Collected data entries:
- Opening Delimiter -
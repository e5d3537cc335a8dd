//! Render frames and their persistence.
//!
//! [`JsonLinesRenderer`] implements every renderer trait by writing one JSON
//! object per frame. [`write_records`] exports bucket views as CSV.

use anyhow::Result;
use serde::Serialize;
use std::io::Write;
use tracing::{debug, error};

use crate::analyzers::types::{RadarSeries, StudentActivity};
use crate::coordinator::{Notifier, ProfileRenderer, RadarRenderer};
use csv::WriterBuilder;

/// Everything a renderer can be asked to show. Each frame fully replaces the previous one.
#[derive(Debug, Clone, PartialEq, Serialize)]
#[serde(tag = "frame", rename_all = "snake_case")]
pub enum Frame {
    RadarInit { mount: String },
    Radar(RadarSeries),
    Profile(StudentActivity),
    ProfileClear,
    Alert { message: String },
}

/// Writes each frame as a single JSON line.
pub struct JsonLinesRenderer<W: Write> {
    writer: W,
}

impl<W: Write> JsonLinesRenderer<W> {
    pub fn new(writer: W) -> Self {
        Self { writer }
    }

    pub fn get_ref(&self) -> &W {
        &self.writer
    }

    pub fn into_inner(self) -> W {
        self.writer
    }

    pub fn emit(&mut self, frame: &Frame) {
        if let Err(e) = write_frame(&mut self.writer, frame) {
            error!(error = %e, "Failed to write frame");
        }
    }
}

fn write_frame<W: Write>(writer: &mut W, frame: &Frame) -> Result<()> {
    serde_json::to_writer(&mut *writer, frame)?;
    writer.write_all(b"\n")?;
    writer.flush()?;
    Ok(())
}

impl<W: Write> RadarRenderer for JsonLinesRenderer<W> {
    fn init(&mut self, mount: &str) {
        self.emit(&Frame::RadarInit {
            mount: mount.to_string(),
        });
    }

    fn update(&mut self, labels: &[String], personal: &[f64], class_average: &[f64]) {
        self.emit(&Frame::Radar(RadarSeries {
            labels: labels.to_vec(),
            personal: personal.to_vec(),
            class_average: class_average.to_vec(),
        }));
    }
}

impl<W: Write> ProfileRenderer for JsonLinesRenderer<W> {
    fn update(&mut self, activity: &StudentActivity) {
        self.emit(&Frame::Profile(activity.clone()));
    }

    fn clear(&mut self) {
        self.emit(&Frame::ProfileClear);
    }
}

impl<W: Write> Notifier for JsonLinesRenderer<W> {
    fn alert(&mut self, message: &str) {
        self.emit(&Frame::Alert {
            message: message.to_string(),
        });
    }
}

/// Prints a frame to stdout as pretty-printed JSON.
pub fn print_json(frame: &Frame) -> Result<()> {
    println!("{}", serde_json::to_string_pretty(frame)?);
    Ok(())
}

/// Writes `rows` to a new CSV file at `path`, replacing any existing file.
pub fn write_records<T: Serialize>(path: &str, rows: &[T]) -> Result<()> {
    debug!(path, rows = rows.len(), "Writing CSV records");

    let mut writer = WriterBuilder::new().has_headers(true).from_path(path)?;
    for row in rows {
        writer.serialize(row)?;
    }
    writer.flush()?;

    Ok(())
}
- Closing Delimiter -
- Opening Delimiter -
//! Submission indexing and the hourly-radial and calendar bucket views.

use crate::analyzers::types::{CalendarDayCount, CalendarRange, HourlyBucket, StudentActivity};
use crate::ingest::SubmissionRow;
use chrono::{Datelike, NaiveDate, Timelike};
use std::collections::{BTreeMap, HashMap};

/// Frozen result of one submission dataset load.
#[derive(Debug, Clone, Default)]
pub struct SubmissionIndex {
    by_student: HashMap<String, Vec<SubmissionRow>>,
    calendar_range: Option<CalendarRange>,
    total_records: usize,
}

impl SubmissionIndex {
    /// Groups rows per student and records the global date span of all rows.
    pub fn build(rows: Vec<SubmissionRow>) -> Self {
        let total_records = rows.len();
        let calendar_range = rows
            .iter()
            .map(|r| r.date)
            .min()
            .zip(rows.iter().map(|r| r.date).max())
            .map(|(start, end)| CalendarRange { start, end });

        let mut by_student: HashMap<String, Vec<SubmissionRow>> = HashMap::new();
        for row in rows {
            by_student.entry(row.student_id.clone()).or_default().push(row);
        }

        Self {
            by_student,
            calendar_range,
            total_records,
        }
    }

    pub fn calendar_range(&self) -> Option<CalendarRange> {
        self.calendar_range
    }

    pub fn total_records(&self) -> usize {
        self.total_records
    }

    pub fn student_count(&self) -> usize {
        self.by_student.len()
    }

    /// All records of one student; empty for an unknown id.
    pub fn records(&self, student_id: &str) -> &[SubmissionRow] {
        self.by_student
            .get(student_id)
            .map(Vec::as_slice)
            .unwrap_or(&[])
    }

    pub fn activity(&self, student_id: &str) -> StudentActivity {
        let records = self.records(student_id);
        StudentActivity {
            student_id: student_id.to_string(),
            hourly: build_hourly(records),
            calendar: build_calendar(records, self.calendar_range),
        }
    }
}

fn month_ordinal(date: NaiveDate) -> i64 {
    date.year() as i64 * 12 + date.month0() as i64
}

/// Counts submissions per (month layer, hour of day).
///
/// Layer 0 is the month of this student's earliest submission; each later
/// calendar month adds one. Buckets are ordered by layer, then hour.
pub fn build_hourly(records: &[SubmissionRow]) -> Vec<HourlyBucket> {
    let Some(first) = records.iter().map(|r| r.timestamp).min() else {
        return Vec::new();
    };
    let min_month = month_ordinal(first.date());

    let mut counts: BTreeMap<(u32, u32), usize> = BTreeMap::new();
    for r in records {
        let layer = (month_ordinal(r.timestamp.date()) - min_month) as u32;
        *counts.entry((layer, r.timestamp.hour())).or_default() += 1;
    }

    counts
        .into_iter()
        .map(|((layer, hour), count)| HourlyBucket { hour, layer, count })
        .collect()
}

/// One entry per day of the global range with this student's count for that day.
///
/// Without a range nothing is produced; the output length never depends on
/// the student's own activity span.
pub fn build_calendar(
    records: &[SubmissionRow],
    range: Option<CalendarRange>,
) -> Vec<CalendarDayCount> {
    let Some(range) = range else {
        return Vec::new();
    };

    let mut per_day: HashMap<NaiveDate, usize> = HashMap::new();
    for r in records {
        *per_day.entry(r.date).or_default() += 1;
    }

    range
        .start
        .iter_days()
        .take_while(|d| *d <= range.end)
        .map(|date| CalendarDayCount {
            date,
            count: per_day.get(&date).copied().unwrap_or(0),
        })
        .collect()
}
- Closing Delimiter -
- Opening Delimiter -
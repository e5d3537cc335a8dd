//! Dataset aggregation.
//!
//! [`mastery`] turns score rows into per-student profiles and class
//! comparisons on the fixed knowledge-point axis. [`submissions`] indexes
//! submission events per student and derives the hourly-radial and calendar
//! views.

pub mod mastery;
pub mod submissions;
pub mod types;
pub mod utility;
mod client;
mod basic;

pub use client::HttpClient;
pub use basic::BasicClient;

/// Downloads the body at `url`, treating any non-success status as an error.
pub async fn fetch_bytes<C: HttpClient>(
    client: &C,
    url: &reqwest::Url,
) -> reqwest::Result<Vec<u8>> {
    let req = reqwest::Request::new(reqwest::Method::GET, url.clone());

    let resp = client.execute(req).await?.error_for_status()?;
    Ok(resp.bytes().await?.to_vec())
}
- Closing Delimiter -
Prompt:
Show me all lines in the records that contain "labels".

Expected output:
    fn update(&mut self, labels: &[String], personal: &[f64], class_average: &[f64]) {
            labels: labels.to_vec(),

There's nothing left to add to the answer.